## DATA TO EXAMINE
◆ ◆ ◆
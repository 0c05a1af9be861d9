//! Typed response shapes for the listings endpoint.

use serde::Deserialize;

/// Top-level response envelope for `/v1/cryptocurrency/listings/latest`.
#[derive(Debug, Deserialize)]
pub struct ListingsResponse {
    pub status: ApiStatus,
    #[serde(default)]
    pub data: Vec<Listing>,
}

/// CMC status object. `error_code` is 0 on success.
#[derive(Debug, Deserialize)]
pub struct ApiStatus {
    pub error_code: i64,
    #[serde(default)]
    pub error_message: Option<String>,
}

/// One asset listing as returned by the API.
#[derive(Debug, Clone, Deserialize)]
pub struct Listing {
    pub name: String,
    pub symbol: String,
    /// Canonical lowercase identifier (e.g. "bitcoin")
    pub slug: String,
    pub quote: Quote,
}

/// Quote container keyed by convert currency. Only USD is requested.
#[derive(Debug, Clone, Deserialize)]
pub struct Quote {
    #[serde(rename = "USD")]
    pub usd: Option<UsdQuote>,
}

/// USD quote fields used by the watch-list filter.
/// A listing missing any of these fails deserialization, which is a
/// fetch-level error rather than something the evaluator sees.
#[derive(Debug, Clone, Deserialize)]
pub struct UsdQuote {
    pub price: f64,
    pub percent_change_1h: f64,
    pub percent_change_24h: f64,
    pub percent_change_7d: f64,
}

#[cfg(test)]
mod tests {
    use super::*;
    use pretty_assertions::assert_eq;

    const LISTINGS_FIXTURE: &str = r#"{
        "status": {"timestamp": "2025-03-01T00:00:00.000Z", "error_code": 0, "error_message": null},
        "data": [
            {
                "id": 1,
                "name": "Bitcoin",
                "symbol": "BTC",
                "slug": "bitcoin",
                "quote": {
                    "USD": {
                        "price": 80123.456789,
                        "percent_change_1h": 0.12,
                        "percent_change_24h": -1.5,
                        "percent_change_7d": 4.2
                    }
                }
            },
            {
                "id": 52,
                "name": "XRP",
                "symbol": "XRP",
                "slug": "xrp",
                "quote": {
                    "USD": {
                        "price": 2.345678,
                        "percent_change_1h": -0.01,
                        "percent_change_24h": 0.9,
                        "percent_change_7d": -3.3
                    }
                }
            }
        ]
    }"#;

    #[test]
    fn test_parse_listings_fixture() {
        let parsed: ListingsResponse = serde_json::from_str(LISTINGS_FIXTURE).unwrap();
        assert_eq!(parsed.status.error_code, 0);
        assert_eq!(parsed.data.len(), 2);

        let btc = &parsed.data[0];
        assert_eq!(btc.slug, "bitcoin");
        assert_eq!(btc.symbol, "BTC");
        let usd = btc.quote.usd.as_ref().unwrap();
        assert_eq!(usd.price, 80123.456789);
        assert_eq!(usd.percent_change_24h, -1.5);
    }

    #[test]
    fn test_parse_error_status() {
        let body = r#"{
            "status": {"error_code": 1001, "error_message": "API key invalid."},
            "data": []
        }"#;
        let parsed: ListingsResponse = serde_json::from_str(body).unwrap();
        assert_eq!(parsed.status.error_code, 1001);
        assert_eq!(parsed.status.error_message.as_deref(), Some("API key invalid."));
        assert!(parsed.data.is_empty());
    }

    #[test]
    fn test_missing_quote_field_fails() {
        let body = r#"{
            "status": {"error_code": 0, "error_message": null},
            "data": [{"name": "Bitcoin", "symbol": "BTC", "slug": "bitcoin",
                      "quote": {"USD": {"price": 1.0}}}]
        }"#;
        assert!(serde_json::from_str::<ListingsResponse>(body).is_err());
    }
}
◆ ◆ ◆
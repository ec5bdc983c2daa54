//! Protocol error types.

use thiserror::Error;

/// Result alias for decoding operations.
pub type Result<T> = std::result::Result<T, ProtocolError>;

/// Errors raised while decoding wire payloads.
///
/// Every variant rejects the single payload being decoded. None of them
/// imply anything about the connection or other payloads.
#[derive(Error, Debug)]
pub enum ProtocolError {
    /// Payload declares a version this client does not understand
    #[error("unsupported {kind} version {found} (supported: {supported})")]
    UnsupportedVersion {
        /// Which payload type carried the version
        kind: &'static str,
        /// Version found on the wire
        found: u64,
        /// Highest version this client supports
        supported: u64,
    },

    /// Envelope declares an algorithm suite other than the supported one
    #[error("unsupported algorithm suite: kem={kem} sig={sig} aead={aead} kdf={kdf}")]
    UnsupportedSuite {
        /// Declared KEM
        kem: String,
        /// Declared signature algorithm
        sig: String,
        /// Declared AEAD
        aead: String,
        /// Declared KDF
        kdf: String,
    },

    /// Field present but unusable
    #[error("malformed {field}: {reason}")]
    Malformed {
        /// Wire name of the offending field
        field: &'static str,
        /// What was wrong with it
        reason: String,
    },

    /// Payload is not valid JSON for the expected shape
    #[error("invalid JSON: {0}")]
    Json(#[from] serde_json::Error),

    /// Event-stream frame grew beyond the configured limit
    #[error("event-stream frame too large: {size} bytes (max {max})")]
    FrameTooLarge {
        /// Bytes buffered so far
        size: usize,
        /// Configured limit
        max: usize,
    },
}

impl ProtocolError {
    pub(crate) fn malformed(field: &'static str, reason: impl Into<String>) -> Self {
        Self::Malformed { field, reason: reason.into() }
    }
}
◆ ◆ ◆
## THE TASK
For each line in the data that contains the string "other", give a copy of that line.

## ANSWER SECTION
/// imply anything about the connection or other payloads.
    /// Envelope declares an algorithm suite other than the supported one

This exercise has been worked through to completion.